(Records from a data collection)
........

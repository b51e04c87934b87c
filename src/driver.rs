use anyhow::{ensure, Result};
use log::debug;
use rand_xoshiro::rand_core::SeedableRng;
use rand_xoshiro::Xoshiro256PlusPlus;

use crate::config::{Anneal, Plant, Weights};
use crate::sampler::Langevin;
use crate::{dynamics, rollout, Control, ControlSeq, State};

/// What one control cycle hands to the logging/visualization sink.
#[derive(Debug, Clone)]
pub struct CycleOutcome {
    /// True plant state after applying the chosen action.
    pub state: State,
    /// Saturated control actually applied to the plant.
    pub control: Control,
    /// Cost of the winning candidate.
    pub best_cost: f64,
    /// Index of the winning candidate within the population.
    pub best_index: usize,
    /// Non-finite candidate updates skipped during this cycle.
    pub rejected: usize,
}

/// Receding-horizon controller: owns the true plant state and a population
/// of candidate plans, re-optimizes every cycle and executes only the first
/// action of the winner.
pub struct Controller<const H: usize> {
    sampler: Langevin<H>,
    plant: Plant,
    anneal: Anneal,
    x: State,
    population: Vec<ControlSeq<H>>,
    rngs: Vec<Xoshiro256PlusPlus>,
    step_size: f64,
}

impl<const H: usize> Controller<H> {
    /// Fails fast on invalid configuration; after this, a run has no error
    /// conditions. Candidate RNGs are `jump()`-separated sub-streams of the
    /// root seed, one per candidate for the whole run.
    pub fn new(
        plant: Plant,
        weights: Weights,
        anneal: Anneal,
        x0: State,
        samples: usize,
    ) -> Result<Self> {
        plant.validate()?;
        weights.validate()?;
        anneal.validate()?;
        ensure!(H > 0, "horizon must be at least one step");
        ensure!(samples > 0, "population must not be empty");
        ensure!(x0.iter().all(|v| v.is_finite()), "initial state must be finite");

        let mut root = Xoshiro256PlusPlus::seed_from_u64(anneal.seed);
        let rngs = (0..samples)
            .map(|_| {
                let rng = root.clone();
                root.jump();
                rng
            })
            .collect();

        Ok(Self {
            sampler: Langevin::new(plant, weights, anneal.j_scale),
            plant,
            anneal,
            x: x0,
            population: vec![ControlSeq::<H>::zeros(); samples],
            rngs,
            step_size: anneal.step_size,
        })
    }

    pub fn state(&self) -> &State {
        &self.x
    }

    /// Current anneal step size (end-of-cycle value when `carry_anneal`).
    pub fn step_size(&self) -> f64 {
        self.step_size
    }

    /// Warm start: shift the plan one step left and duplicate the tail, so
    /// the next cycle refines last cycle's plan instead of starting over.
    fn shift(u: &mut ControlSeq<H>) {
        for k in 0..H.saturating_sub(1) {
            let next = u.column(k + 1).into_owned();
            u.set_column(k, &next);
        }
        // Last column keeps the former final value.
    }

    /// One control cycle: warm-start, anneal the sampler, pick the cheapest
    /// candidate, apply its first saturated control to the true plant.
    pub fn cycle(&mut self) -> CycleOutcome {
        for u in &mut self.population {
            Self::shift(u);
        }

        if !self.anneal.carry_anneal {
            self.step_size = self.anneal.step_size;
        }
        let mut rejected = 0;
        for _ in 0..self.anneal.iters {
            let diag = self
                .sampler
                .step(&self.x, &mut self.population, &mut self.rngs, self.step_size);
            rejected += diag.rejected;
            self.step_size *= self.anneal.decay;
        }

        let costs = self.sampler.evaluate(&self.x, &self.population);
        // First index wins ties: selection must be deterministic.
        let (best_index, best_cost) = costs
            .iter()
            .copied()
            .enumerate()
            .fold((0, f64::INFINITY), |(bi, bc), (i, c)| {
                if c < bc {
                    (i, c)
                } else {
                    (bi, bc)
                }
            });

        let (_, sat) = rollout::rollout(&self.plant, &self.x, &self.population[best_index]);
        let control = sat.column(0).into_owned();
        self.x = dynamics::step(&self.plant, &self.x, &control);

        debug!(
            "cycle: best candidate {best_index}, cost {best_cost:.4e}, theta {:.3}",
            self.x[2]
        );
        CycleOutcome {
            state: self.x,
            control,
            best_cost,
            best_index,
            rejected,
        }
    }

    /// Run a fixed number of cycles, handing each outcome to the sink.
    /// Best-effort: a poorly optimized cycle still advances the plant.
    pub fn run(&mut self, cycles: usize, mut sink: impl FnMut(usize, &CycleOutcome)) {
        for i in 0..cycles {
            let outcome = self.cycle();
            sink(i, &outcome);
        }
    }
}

........

_AIM OF THE TASK_
Write out exactly the lines above from the line with "of starting over." through the line with "pick the cheapest", both of them included, and leave out all other lines.

_TASK OUTPUT_
    /// the next cycle refines last cycle's plan instead of starting over.
    fn shift(u: &mut ControlSeq<H>) {
        for k in 0..H.saturating_sub(1) {
            let next = u.column(k + 1).into_owned();
            u.set_column(k, &next);
        }
        // Last column keeps the former final value.
    }

    /// One control cycle: warm-start, anneal the sampler, pick the cheapest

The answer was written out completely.